*** SOURCE DATA ***
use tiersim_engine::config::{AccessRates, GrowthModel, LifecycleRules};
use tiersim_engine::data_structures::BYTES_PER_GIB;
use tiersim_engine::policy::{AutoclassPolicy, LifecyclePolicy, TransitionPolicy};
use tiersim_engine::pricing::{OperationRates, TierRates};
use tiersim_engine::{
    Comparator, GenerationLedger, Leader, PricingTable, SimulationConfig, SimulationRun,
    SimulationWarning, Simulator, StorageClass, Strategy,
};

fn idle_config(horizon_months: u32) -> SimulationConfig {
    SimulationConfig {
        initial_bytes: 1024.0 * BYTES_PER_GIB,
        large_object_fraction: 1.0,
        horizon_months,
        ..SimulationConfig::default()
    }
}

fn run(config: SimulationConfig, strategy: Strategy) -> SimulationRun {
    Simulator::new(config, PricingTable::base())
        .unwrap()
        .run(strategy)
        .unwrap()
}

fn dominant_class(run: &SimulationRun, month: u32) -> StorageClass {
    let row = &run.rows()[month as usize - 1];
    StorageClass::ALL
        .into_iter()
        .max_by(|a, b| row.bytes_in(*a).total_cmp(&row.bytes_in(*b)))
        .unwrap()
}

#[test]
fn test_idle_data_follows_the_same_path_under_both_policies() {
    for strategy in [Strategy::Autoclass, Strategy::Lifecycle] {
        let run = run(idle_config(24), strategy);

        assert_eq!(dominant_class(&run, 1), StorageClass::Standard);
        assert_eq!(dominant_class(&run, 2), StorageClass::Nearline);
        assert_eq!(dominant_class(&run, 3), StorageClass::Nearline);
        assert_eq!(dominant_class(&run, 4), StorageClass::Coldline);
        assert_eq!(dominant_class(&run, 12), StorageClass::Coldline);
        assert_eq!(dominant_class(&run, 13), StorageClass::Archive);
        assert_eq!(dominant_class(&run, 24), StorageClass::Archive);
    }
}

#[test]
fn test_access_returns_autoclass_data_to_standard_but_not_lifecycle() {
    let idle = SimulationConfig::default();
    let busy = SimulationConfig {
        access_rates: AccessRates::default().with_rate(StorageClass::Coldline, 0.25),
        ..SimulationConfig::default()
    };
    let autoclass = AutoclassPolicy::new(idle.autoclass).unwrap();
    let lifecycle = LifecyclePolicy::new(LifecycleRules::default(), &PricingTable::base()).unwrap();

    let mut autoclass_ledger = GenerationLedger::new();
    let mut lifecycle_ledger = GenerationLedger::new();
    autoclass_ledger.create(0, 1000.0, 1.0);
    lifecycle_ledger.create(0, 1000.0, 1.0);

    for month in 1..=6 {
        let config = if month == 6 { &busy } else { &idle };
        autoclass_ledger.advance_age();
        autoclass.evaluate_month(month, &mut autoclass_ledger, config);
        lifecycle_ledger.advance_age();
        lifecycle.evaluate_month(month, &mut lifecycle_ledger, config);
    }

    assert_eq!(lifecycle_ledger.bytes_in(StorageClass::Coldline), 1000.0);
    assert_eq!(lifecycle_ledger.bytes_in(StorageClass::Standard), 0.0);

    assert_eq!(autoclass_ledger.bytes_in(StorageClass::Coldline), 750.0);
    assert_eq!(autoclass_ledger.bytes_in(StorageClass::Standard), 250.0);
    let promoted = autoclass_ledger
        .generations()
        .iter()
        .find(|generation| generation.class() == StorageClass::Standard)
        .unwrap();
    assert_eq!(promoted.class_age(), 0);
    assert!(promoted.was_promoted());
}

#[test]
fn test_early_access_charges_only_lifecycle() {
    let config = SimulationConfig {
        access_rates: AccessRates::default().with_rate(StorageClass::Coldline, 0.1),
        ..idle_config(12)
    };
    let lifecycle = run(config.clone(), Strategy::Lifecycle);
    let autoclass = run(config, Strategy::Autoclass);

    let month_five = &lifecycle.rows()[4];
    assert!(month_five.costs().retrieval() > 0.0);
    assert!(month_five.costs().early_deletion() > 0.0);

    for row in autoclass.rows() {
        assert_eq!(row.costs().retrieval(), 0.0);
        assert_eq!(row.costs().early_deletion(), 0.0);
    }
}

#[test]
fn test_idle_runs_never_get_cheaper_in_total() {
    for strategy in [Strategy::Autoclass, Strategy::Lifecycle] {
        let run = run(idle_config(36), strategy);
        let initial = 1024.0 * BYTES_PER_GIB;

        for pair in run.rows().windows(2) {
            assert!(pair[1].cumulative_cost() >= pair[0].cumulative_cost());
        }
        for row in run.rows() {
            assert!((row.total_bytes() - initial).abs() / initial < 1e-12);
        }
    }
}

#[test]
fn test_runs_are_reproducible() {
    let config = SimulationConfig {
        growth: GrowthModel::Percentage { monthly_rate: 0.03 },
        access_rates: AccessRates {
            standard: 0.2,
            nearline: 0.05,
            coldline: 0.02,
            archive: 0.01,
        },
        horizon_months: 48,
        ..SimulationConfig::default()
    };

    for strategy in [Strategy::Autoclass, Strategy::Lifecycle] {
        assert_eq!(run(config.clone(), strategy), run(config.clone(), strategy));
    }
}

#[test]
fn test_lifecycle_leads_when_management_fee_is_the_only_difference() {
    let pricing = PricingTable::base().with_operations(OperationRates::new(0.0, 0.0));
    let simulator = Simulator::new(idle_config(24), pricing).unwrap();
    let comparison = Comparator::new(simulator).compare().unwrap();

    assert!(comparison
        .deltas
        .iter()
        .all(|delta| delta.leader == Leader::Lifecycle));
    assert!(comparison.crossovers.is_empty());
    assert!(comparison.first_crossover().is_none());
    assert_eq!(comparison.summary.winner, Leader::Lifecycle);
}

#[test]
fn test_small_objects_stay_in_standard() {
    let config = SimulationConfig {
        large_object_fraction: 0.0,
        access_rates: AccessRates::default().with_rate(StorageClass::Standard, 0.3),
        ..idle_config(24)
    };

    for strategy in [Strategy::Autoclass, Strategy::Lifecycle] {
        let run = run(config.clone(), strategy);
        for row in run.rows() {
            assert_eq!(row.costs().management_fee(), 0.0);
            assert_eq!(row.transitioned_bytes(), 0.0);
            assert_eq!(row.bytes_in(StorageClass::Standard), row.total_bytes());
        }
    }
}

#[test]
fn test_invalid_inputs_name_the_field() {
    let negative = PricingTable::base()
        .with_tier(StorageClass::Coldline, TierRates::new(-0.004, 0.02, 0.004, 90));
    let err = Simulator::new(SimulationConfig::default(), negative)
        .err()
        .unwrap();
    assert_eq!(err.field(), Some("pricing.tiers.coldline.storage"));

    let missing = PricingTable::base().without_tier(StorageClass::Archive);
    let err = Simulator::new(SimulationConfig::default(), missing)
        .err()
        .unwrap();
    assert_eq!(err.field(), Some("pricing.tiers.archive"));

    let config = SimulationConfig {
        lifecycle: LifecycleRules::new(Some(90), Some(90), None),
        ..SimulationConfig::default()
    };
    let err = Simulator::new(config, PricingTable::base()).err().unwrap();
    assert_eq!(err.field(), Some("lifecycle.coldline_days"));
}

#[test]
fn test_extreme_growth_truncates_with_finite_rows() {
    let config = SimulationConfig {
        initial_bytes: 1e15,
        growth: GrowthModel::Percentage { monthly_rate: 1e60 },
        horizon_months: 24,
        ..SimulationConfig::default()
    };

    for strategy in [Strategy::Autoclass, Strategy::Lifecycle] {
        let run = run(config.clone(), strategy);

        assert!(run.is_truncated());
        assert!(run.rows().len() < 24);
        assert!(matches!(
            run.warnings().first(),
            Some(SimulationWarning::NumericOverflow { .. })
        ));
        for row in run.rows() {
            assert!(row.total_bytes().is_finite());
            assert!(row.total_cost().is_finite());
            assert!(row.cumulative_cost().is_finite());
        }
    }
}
***
* _WORK TO COMPLETE_:
Take the lines above from the one containing "let idle = SimulationConfig::default();" down to the one containing "let autoclass = AutoclassPolicy::new(idle.autoclass).unwrap();", and transcribe them exactly, both ends included.

* _RESULT_:
    let idle = SimulationConfig::default();
    let busy = SimulationConfig {
        access_rates: AccessRates::default().with_rate(StorageClass::Coldline, 0.25),
        ..SimulationConfig::default()
    };
    let autoclass = AutoclassPolicy::new(idle.autoclass).unwrap();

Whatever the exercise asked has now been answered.